How do you solve by factoring \[2{x^2} + 7x + 3 = 0\] ?

Answer 1

Hint: Here we have to find the factors of the given equation. So we will use the method in which we will make the coefficient of first term one and then we will find a pair of factors such that their product is third term of the equation and their sum is second term. Then we will write the equation in that form of two numbers and proceed with the similar step of our regular equation.

Complete step-by-step answer:
Given the equation
 \[2{x^2} + 7x + 3 = 0\]
Now to make the coefficient of first term 1 we will divide both sides by 2.
 \[{x^2} + \dfrac{7}{2}x + \dfrac{3}{2} = 0\]
This is our equation.
Now we will find a pair of numbers such that their product is third term of the equation and their sum is second term.
If we split \[\dfrac{3}{2}\] as \[3\& \dfrac{1}{2}\] we can say that their sum is also \[\dfrac{7}{2}\] . So we have found the pair now.

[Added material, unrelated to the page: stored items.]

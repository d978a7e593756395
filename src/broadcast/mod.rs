//! Broadcast pipeline
//!
//! - **coordinator**: lock, build, sign, submit and retry on stale sequences
//! - **batch**: sequential chunked sends with adaptive chunk sizes

pub mod batch;
pub mod coordinator;

pub use batch::{BatchCursor, BatchError, BatchSplitter};
pub use coordinator::BroadcastCoordinator;
//! Transaction envelope and message abstraction
//!
//! Messages are opaque to the pipeline. Module wrappers hand in anything that
//! implements [`Msg`]; the envelope only ever stores the packed [`AnyMsg`] form.

use super::errors::{PipelineResult, TxError};
use super::fee::Coins;
use serde::{Deserialize, Serialize};
use std::fmt;
use std::str::FromStr;
use std::sync::Arc;

/// Capability set every domain message must provide
pub trait Msg: Send + Sync + fmt::Debug {
    /// Fully qualified type URL, e.g. `/cosmos.bank.v1beta1.MsgSend`
    fn type_url(&self) -> &str;

    /// Stateless validation run before the message is packed
    fn validate_basic(&self) -> PipelineResult<()>;

    /// Addresses that must sign a transaction carrying this message
    fn signers(&self) -> Vec<String>;

    /// Wire encoding of the message value
    fn encode(&self) -> Vec<u8>;

    fn to_any(&self) -> AnyMsg {
        AnyMsg {
            type_url: self.type_url().to_string(),
            value: self.encode(),
        }
    }
}

/// Shared handle to a message; cheap to clone when a batch is re-chunked
pub type BoxedMsg = Arc<dyn Msg>;

/// A message whose value has already been encoded by the caller
#[derive(Debug, Clone, PartialEq, Eq)]
pub struct RawMsg {
    type_url: String,
    value: Vec<u8>,
    signer: String,
}

impl RawMsg {
    pub fn new(type_url: impl Into<String>, value: Vec<u8>, signer: impl Into<String>) -> Self {
        Self {
            type_url: type_url.into(),
            value,
            signer: signer.into(),
        }
    }

    pub fn boxed(self) -> BoxedMsg {
        Arc::new(self)
    }
}

impl Msg for RawMsg {
    fn type_url(&self) -> &str {
        &self.type_url
    }

    fn validate_basic(&self) -> PipelineResult<()> {
        if !self.type_url.starts_with('/') {
            return Err(TxError::InvalidMessage(format!(
                "type url must start with '/': {:?}",
                self.type_url
            )));
        }
        if self.signer.is_empty() {
            return Err(TxError::InvalidMessage(format!(
                "{} has no signer",
                self.type_url
            )));
        }
        Ok(())
    }

    fn signers(&self) -> Vec<String> {
        vec![self.signer.clone()]
    }

    fn encode(&self) -> Vec<u8> {
        self.value.clone()
    }
}

/// Packed message as carried inside the envelope
#[derive(Debug, Clone, PartialEq, Eq, Serialize, Deserialize)]
pub struct AnyMsg {
    pub type_url: String,
    pub value: Vec<u8>,
}

/// Canonicalization used to produce the bytes that get signed
#[derive(Debug, Clone, Copy, PartialEq, Eq, Hash, Serialize, Deserialize)]
#[serde(rename_all = "snake_case")]
pub enum SignMode {
    /// Binary sign document over body and auth info
    Direct,
    /// Sorted-key JSON sign document
    LegacyJson,
}

impl fmt::Display for SignMode {
    fn fmt(&self, f: &mut fmt::Formatter<'_>) -> fmt::Result {
        match self {
            SignMode::Direct => f.write_str("direct"),
            SignMode::LegacyJson => f.write_str("legacy_json"),
        }
    }
}

impl FromStr for SignMode {
    type Err = TxError;

    fn from_str(s: &str) -> Result<Self, Self::Err> {
        match s.trim().to_ascii_lowercase().as_str() {
            "direct" => Ok(SignMode::Direct),
            "legacy_json" | "amino-json" | "amino_json" => Ok(SignMode::LegacyJson),
            other => Err(TxError::config(format!("unknown sign mode: {:?}", other))),
        }
    }
}

/// Public key with its algorithm type URL
#[derive(Debug, Clone, PartialEq, Eq, Hash, Serialize, Deserialize)]
pub struct PublicKey {
    pub type_url: String,
    pub key: Vec<u8>,
}

/// Metadata of the signing account that is bound into the sign bytes
#[derive(Debug, Clone, PartialEq, Eq, Serialize, Deserialize)]
pub struct SignerData {
    pub chain_id: String,
    pub account_number: u64,
    pub sequence: u64,
}

/// A complete signature entry
#[derive(Debug, Clone, PartialEq, Eq, Serialize, Deserialize)]
pub struct SignatureV2 {
    pub public_key: PublicKey,
    pub sign_mode: SignMode,
    pub signature: Vec<u8>,
    pub sequence: u64,
}

impl SignatureV2 {
    /// Entry with the final structure but no signature bytes yet
    pub fn placeholder(public_key: PublicKey, sign_mode: SignMode, sequence: u64) -> Self {
        Self {
            public_key,
            sign_mode,
            signature: Vec::new(),
            sequence,
        }
    }
}

#[derive(Debug, Clone, Default, PartialEq, Eq, Serialize, Deserialize)]
pub struct TxBody {
    pub messages: Vec<AnyMsg>,
    pub memo: String,
    pub timeout_height: u64,
}

#[derive(Debug, Clone, Default, PartialEq, Eq, Serialize, Deserialize)]
pub struct Fee {
    pub amount: Coins,
    pub gas_limit: u64,
}

#[derive(Debug, Clone, PartialEq, Eq, Serialize, Deserialize)]
pub struct SignerInfo {
    pub public_key: PublicKey,
    pub mode: SignMode,
    pub sequence: u64,
}

#[derive(Debug, Clone, Default, PartialEq, Eq, Serialize, Deserialize)]
pub struct AuthInfo {
    pub signer_infos: Vec<SignerInfo>,
    pub fee: Fee,
}

/// The transaction as it travels over the wire
///
/// Signer infos live in `auth_info` (and are therefore covered by `Direct`
/// sign bytes); raw signature bytes live in `signatures`, index-aligned.
#[derive(Debug, Clone, Default, PartialEq, Eq, Serialize, Deserialize)]
pub struct TxEnvelope {
    pub body: TxBody,
    pub auth_info: AuthInfo,
    pub signatures: Vec<Vec<u8>>,
}

impl TxEnvelope {
    pub fn messages(&self) -> &[AnyMsg] {
        &self.body.messages
    }

    pub fn memo(&self) -> &str {
        &self.body.memo
    }

    pub fn fee(&self) -> &Fee {
        &self.auth_info.fee
    }

    /// Replace all signature entries, keeping signer infos and raw bytes aligned
    pub fn set_signatures(&mut self, signatures: Vec<SignatureV2>) {
        let (infos, raw): (Vec<_>, Vec<_>) = signatures
            .into_iter()
            .map(|sig| {
                (
                    SignerInfo {
                        public_key: sig.public_key,
                        mode: sig.sign_mode,
                        sequence: sig.sequence,
                    },
                    sig.signature,
                )
            })
            .unzip();
        self.auth_info.signer_infos = infos;
        self.signatures = raw;
    }

    /// Reassemble the signature entries
    pub fn signatures(&self) -> PipelineResult<Vec<SignatureV2>> {
        if self.auth_info.signer_infos.len() != self.signatures.len() {
            return Err(TxError::codec(format!(
                "{} signer infos but {} signatures",
                self.auth_info.signer_infos.len(),
                self.signatures.len()
            )));
        }
        Ok(self
            .auth_info
            .signer_infos
            .iter()
            .zip(&self.signatures)
            .map(|(info, sig)| SignatureV2 {
                public_key: info.public_key.clone(),
                sign_mode: info.mode,
                signature: sig.clone(),
                sequence: info.sequence,
            })
            .collect())
    }
}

We will solve for factors.
 \[{x^2} + \dfrac{1}{2}x + 3x + \dfrac{3}{2} = 0\]
Now taking \[x\] common from first two terms and \[3\] common from last two terms we get,
 \[x\left( {x + 3} \right) + \dfrac{1}{2}\left( {x + 3} \right) = 0\]
Now taking the brackets separately,
 \[\left( {x + 3} \right)\left( {x + \dfrac{1}{2}} \right) = 0\]
Equating them one by one to zero,
 \[\left( {x + 3} \right) = 0\& \left( {x + \dfrac{1}{2}} \right) = 0\]
Taking constants on other side,
 \[x = - 3 \; and \; x = - \dfrac{1}{2}\]
These are the factors of the given equation.
So, the correct answer is “ \[x = - 3\ \; and \; x = - \dfrac{1}{2}\] ”.

Note: Note that we can solve the same problem using quadratic formula \[\dfrac{{ - b \pm \sqrt {{b^2} - 4ac} }}{{2a}}\] . In that we need not to divide the equation by 2 because we will just compare the given equation with the general equation and put the values in the quadratic equation formula. On solving it we will get the factors or roots of the equation.